What lines in the records below hold the string "IncludedBuildRegistry"? Please show them.

[[ PROVIDED RECORDS, beginning ]]

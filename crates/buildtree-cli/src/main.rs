//! buildtree - composite build coordinator CLI
//!
//! The `buildtree` command executes tasks across a composite build: a
//! root build plus the included builds declared in `buildtree.json`.
//!
//! ## Commands
//!
//! - `run`: Execute tasks, scheduling included-build work as needed
//! - `tasks`: List every build's tasks
//! - `resolve`: Show which included build substitutes a module

use std::path::PathBuf;
use std::str::FromStr;
use std::sync::Arc;

use anyhow::{Context, Result};
use clap::{Parser, Subcommand};
use tracing::{info, Level};

use buildtree_core::{
    CompositeSettings, DefaultIncludedBuildFactory, IncludedBuildControllers,
    IncludedBuildRegistry, IncludedBuildTaskGraph, LauncherFactory, ModuleCoordinate, NestedBuild,
    ResolvedTask, TaskOutcome, TaskPath, TaskReferenceResolver, WorkerLeaseService,
};

#[derive(Parser)]
#[command(name = "buildtree")]
#[command(version = env!("CARGO_PKG_VERSION"))]
#[command(about = "Composite build coordinator", long_about = None)]
struct Cli {
    /// Enable verbose output
    #[arg(short, long, global = true)]
    verbose: bool,

    /// Emit JSON-formatted log lines
    #[arg(long, global = true)]
    json: bool,

    #[command(subcommand)]
    command: Commands,
}

#[derive(Subcommand)]
enum Commands {
    /// Execute tasks across the composite
    Run {
        /// Task paths to run (`:assemble`, `:lib:jar`, `lib:jar`)
        #[arg(required = true)]
        tasks: Vec<String>,

        /// Path to the composite settings file
        #[arg(short, long, default_value = "buildtree.json")]
        settings: PathBuf,

        /// Maximum number of concurrently executing builds
        #[arg(long, default_value = "4")]
        max_workers: usize,
    },

    /// List the tasks of every build in the composite
    Tasks {
        /// Path to the composite settings file
        #[arg(short, long, default_value = "buildtree.json")]
        settings: PathBuf,
    },

    /// Show which included build substitutes a module coordinate
    Resolve {
        /// Module coordinate (`group:name`)
        module: String,

        /// Path to the composite settings file
        #[arg(short, long, default_value = "buildtree.json")]
        settings: PathBuf,
    },
}

#[tokio::main]
async fn main() -> Result<()> {
    let cli = Cli::parse();

    let level = if cli.verbose {
        Level::DEBUG
    } else {
        Level::INFO
    };
    buildtree_core::init_tracing(cli.json, level);

    match cli.command {
        Commands::Run {
            tasks,
            settings,
            max_workers,
        } => cmd_run(&settings, &tasks, max_workers).await,
        Commands::Tasks { settings } => cmd_tasks(&settings),
        Commands::Resolve { module, settings } => cmd_resolve(&settings, &module).await,
    }
}

/// Build the registry for a loaded settings file.
async fn load_registry(
    settings: &CompositeSettings,
) -> Result<(Arc<IncludedBuildRegistry>, Arc<dyn LauncherFactory>)> {
    let launcher_factory: Arc<dyn LauncherFactory> = settings
        .launcher_factory()
        .context("Failed to construct launchers from settings")?;

    let mut registry = IncludedBuildRegistry::new(Arc::new(DefaultIncludedBuildFactory::new(
        Arc::clone(&launcher_factory),
    )));
    for definition in settings.included_definitions()? {
        registry.register(definition).await?;
    }
    Ok((Arc::new(registry), launcher_factory))
}

/// Execute tasks across the composite
async fn cmd_run(settings_path: &PathBuf, raw_tasks: &[String], max_workers: usize) -> Result<()> {
    let settings = CompositeSettings::load(settings_path)
        .with_context(|| format!("Failed to load settings from {settings_path:?}"))?;
    let (registry, launcher_factory) = load_registry(&settings).await?;
    let resolver = TaskReferenceResolver::new(Arc::clone(&registry));

    let mut root_tasks: Vec<TaskPath> = Vec::new();
    let mut included_refs = Vec::new();
    for raw in raw_tasks {
        match resolver.resolve(raw)? {
            ResolvedTask::Root(task) => root_tasks.push(task),
            ResolvedTask::Included(reference) => included_refs.push(reference),
        }
    }
    info!(
        root = root_tasks.len(),
        included = included_refs.len(),
        "tasks resolved"
    );

    let controllers = Arc::new(IncludedBuildControllers::new(
        Arc::clone(&registry),
        WorkerLeaseService::new(max_workers),
    ));
    let task_graph = IncludedBuildTaskGraph::new(Arc::clone(&controllers));

    for reference in &included_refs {
        let handle = task_graph.locate_task(reference).await?;
        handle.queue();
    }

    controllers.populate_task_graphs().await?;
    controllers.start_task_execution();

    let mut failed = false;
    let completion = controllers.await_completion().await;
    for state in registry.included_builds() {
        let controller = controllers.controller_for(state.build_path())?;
        if let Some(report) = controller.report() {
            print_report(&report);
        }
    }
    if let Err(e) = completion {
        eprintln!("Included builds failed: {e}");
        failed = true;
    }

    if !root_tasks.is_empty() && !failed {
        let definition = Arc::new(settings.root_definition(root_tasks.clone()));
        let nested = NestedBuild::new(definition, launcher_factory);
        let report = nested
            .run(|controller| async move {
                let report = controller.run_tasks(&root_tasks).await?;
                Ok(Some(report))
            })
            .await?;
        if let Some(report) = report {
            print_report(&report);
            failed = failed || !report.success();
        }
    }

    if failed {
        anyhow::bail!("build failed");
    }
    println!("BUILD SUCCESSFUL");
    Ok(())
}

fn print_report(report: &buildtree_core::TaskExecutionReport) {
    let build = if report.build.is_root() {
        "root build".to_string()
    } else {
        format!("build {}", report.build)
    };
    println!("{build} ({} ms)", report.duration_ms);
    for result in &report.results {
        let status = match &result.outcome {
            TaskOutcome::Succeeded { .. } => "ok",
            TaskOutcome::Failed { .. } => "FAILED",
            TaskOutcome::Skipped => "skipped",
        };
        println!("  {} {}", result.task, status);
        if let TaskOutcome::Failed { message } = &result.outcome {
            println!("    {message}");
        }
    }
}

/// List the tasks of every build in the composite
fn cmd_tasks(settings_path: &PathBuf) -> Result<()> {
    let settings = CompositeSettings::load(settings_path)
        .with_context(|| format!("Failed to load settings from {settings_path:?}"))?;

    println!("root build '{}'", settings.root.name);
    for task in &settings.root.tasks {
        println!("  {}", task.name);
    }
    for include in &settings.includes {
        println!("included build '{}' ({})", include.name, include.dir.display());
        for task in &include.tasks {
            if task.produces.is_empty() {
                println!("  :{}:{}", include.name, task.name.trim_start_matches(':'));
            } else {
                println!(
                    "  :{}:{} -> {} artifact(s)",
                    include.name,
                    task.name.trim_start_matches(':'),
                    task.produces.len()
                );
            }
        }
    }
    Ok(())
}

/// Show which included build substitutes a module coordinate
async fn cmd_resolve(settings_path: &PathBuf, module: &str) -> Result<()> {
    let settings = CompositeSettings::load(settings_path)
        .with_context(|| format!("Failed to load settings from {settings_path:?}"))?;
    let (registry, _) = load_registry(&settings).await?;

    let coordinate = ModuleCoordinate::from_str(module)
        .with_context(|| format!("'{module}' is not a group:name coordinate"))?;

    match registry.substitution_for(&coordinate) {
        Some(build) => println!("{coordinate} -> {build}"),
        None => println!("{coordinate} -> external (no substitution)"),
    }
    Ok(())
}
#[cfg(test)]
mod tests {
    use std::collections::HashMap as StdHashMap;

    use super::*;
    use crate::graph::TaskDependencyGraph;
    use crate::launcher::{InProcessLauncherFactory, LauncherBlueprint, TaskAction};
    use crate::model::{BuildDefinition, StartParameters};
    use crate::registry::DefaultIncludedBuildFactory;

    fn task(path: &str) -> TaskPath {
        path.parse().unwrap()
    }

    fn lib_graph() -> TaskDependencyGraph {
        let mut g = TaskDependencyGraph::new();
        g.add_task(task(":compile"));
        g.add_task(task(":jar"));
        g.add_dependency(&task(":jar"), &task(":compile")).unwrap();
        g
    }

    async fn controllers_with(
        builds: Vec<(&str, TaskDependencyGraph, StdHashMap<TaskPath, TaskAction>)>,
        max_workers: usize,
    ) -> Arc<IncludedBuildControllers> {
        let launcher_factory = Arc::new(InProcessLauncherFactory::new());
        let mut registry = IncludedBuildRegistry::new(Arc::new(DefaultIncludedBuildFactory::new(
            Arc::clone(&launcher_factory) as Arc<dyn crate::launcher::LauncherFactory>,
        )));

        for (name, graph, actions) in builds {
            let definition = BuildDefinition::included(
                name,
                format!("/tmp/{name}"),
                StartParameters::default(),
                Vec::new(),
            );
            launcher_factory.register(
                definition.build_path().clone(),
                LauncherBlueprint { graph, actions },
            );
            registry.register(definition).await.unwrap();
        }

        Arc::new(IncludedBuildControllers::new(
            Arc::new(registry),
            WorkerLeaseService::new(max_workers),
        ))
    }

    #[tokio::test]
    async fn test_full_lifecycle_executes_dependencies_in_order() {
        let controllers =
            controllers_with(vec![("lib", lib_graph(), StdHashMap::new())], 2).await;

        let lib: BuildPath = ":lib".parse().unwrap();
        let controller = controllers.controller_for(&lib).unwrap();
        controller.queue_task(task(":jar"));

        controllers.populate_task_graphs().await.unwrap();
        controllers.start_task_execution();
        let reports = controllers.await_completion().await.unwrap();

        assert_eq!(reports.len(), 1);
        let order: Vec<&TaskPath> = reports[0].results.iter().map(|r| &r.task).collect();
        assert_eq!(order, vec![&task(":compile"), &task(":jar")]);
        assert_eq!(
            controller.task_status(&task(":compile")),
            Some(TaskStatus::Succeeded)
        );
    }

    #[tokio::test]
    async fn test_failure_skips_downstream_tasks() {
        let mut actions: StdHashMap<TaskPath, TaskAction> = StdHashMap::new();
        actions.insert(
            task(":compile"),
            Arc::new(|_: &TaskPath| TaskOutcome::Failed {
                message: "does not compile".to_string(),
            }),
        );
        let controllers = controllers_with(vec![("lib", lib_graph(), actions)], 2).await;

        let lib: BuildPath = ":lib".parse().unwrap();
        let controller = controllers.controller_for(&lib).unwrap();
        controller.queue_task(task(":jar"));

        controllers.populate_task_graphs().await.unwrap();
        controllers.start_task_execution();
        let result = controllers.await_completion().await;

        assert!(matches!(
            result,
            Err(BuildTreeError::IncludedBuildsFailed { .. })
        ));
        assert_eq!(
            controller.task_status(&task(":compile")),
            Some(TaskStatus::Failed)
        );
        assert_eq!(
            controller.task_status(&task(":jar")),
            Some(TaskStatus::Skipped)
        );
        // The report stays readable after the aggregate failure.
        assert!(controller.report().is_some());
    }

    #[tokio::test]
    async fn test_await_task_completed_suspends_until_terminal() {
        let controllers =
            controllers_with(vec![("lib", lib_graph(), StdHashMap::new())], 1).await;
        let controller = controllers
            .controller_for(&":lib".parse().unwrap())
            .unwrap();
        controller.queue_task(task(":jar"));
        controllers.populate_task_graphs().await.unwrap();

        let waiter = {
            let controller = Arc::clone(&controller);
            tokio::spawn(async move { controller.await_task_completed(&task(":jar")).await })
        };

        controllers.start_task_execution();
        let status = waiter.await.unwrap().unwrap();
        assert_eq!(status, TaskStatus::Succeeded);
    }

    #[tokio::test]
    async fn test_awaiting_unqueued_task_errors() {
        let controllers =
            controllers_with(vec![("lib", lib_graph(), StdHashMap::new())], 1).await;
        let controller = controllers
            .controller_for(&":lib".parse().unwrap())
            .unwrap();
        let result = controller.await_task_completed(&task(":jar")).await;
        assert!(matches!(result, Err(BuildTreeError::TaskNotQueued { .. })));
    }

    #[tokio::test]
    async fn test_cancellation_skips_unstarted_builds() {
        let controllers =
            controllers_with(vec![("lib", lib_graph(), StdHashMap::new())], 1).await;
        let controller = controllers
            .controller_for(&":lib".parse().unwrap())
            .unwrap();
        controller.queue_task(task(":jar"));
        controllers.populate_task_graphs().await.unwrap();

        controllers.cancel();
        controllers.start_task_execution();
        let result = controllers.await_completion().await;

        assert!(matches!(result, Err(BuildTreeError::BuildCancelled)));
        assert_eq!(
            controller.task_status(&task(":jar")),
            Some(TaskStatus::Skipped)
        );
        // The skip report was still published before cancellation surfaced.
        assert!(controller.report().is_some());
    }

    #[tokio::test(flavor = "multi_thread", worker_threads = 4)]
    async fn test_worker_leases_bound_concurrency() {
        use std::sync::atomic::AtomicUsize;

        // Both builds record the number of concurrently running actions.
        let running = Arc::new(AtomicUsize::new(0));
        let peak = Arc::new(AtomicUsize::new(0));

        let mut builds = Vec::new();
        for name in ["a", "b", "c"] {
            let mut graph = TaskDependencyGraph::new();
            graph.add_task(task(":work"));
            let running = Arc::clone(&running);
            let peak = Arc::clone(&peak);
            let mut actions: StdHashMap<TaskPath, TaskAction> = StdHashMap::new();
            actions.insert(
                task(":work"),
                Arc::new(move |_: &TaskPath| {
                    let now = running.fetch_add(1, Ordering::SeqCst) + 1;
                    peak.fetch_max(now, Ordering::SeqCst);
                    std::thread::sleep(std::time::Duration::from_millis(20));
                    running.fetch_sub(1, Ordering::SeqCst);
                    TaskOutcome::Succeeded {
                        artifacts: Vec::new(),
                    }
                }),
            );
            builds.push((name, graph, actions));
        }

        let controllers = controllers_with(builds, 1).await;
        for name in ["a", "b", "c"] {
            let path: BuildPath = format!(":{name}").parse().unwrap();
            let controller = controllers.controller_for(&path).unwrap();
            controller.queue_task(task(":work"));
        }

        controllers.populate_task_graphs().await.unwrap();
        controllers.start_task_execution();
        controllers.await_completion().await.unwrap();

        assert_eq!(peak.load(Ordering::SeqCst), 1, "single lease, no overlap");
    }

    #[tokio::test]
    async fn test_dropped_unstarted_controller_stops_cached_launcher() {
        use std::sync::atomic::AtomicUsize;

        use async_trait::async_trait;

        use crate::launcher::BuildLauncher;

        struct TrackedLauncher {
            build: BuildPath,
            graph: TaskDependencyGraph,
            stops: Arc<AtomicUsize>,
        }

        #[async_trait]
        impl BuildLauncher for TrackedLauncher {
            fn build_path(&self) -> &BuildPath {
                &self.build
            }

            fn task_graph(&self) -> &TaskDependencyGraph {
                &self.graph
            }

            async fn execute_tasks(
                &self,
                _tasks: &[TaskPath],
            ) -> BuildTreeResult<TaskExecutionReport> {
                Ok(TaskExecutionReport {
                    build: self.build.clone(),
                    invocation: BuildInvocationId::new(),
                    results: Vec::new(),
                    duration_ms: 0,
                    finished_at: chrono::Utc::now(),
                })
            }

            async fn stop(&self) -> BuildTreeResult<()> {
                self.stops.fetch_add(1, Ordering::SeqCst);
                Ok(())
            }
        }

        struct TrackedFactory {
            stops: Arc<AtomicUsize>,
        }

        #[async_trait]
        impl crate::launcher::LauncherFactory for TrackedFactory {
            async fn create(
                &self,
                definition: &BuildDefinition,
            ) -> BuildTreeResult<Arc<dyn BuildLauncher>> {
                let mut graph = TaskDependencyGraph::new();
                graph.add_task(task(":jar"));
                Ok(Arc::new(TrackedLauncher {
                    build: definition.build_path().clone(),
                    graph,
                    stops: Arc::clone(&self.stops),
                }))
            }
        }

        let stops = Arc::new(AtomicUsize::new(0));
        let mut registry = IncludedBuildRegistry::new(Arc::new(DefaultIncludedBuildFactory::new(
            Arc::new(TrackedFactory {
                stops: Arc::clone(&stops),
            }) as Arc<dyn crate::launcher::LauncherFactory>,
        )));
        registry
            .register(BuildDefinition::included(
                "lib",
                "/tmp/lib",
                StartParameters::default(),
                Vec::new(),
            ))
            .await
            .unwrap();
        let controllers =
            IncludedBuildControllers::new(Arc::new(registry), WorkerLeaseService::new(1));

        let controller = controllers
            .controller_for(&":lib".parse().unwrap())
            .unwrap();
        // has_task caches a launcher without ever starting execution.
        assert!(controller.has_task(&task(":jar")).await.unwrap());
        assert_eq!(stops.load(Ordering::SeqCst), 0);

        drop(controller);
        drop(controllers);
        for _ in 0..8 {
            tokio::task::yield_now().await;
        }
        assert_eq!(stops.load(Ordering::SeqCst), 1, "cached launcher stopped");
    }

    #[tokio::test]
    async fn test_controller_for_unknown_build_errors() {
        let controllers =
            controllers_with(vec![("lib", lib_graph(), StdHashMap::new())], 1).await;
        let result = controllers.controller_for(&":ghost".parse().unwrap());
        assert!(matches!(result, Err(BuildTreeError::BuildNotFound { .. })));
    }

    #[tokio::test]
    async fn test_start_execution_is_idempotent() {
        let controllers =
            controllers_with(vec![("lib", lib_graph(), StdHashMap::new())], 1).await;
        let controller = controllers
            .controller_for(&":lib".parse().unwrap())
            .unwrap();
        controller.queue_task(task(":compile"));
        controller.populate_task_graph().await.unwrap();

        controller.start_execution();
        controller.start_execution();
        let report = controller.await_completion().await.unwrap();
        assert_eq!(report.results.len(), 1);
    }
}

[[ PROVIDED RECORDS, end ]]

### SOLUTION:
    IncludedBuildRegistry, IncludedBuildTaskGraph, LauncherFactory, ModuleCoordinate, NestedBuild,
) -> Result<(Arc<IncludedBuildRegistry>, Arc<dyn LauncherFactory>)> {
    let mut registry = IncludedBuildRegistry::new(Arc::new(DefaultIncludedBuildFactory::new(
        let mut registry = IncludedBuildRegistry::new(Arc::new(DefaultIncludedBuildFactory::new(
        let mut registry = IncludedBuildRegistry::new(Arc::new(DefaultIncludedBuildFactory::new(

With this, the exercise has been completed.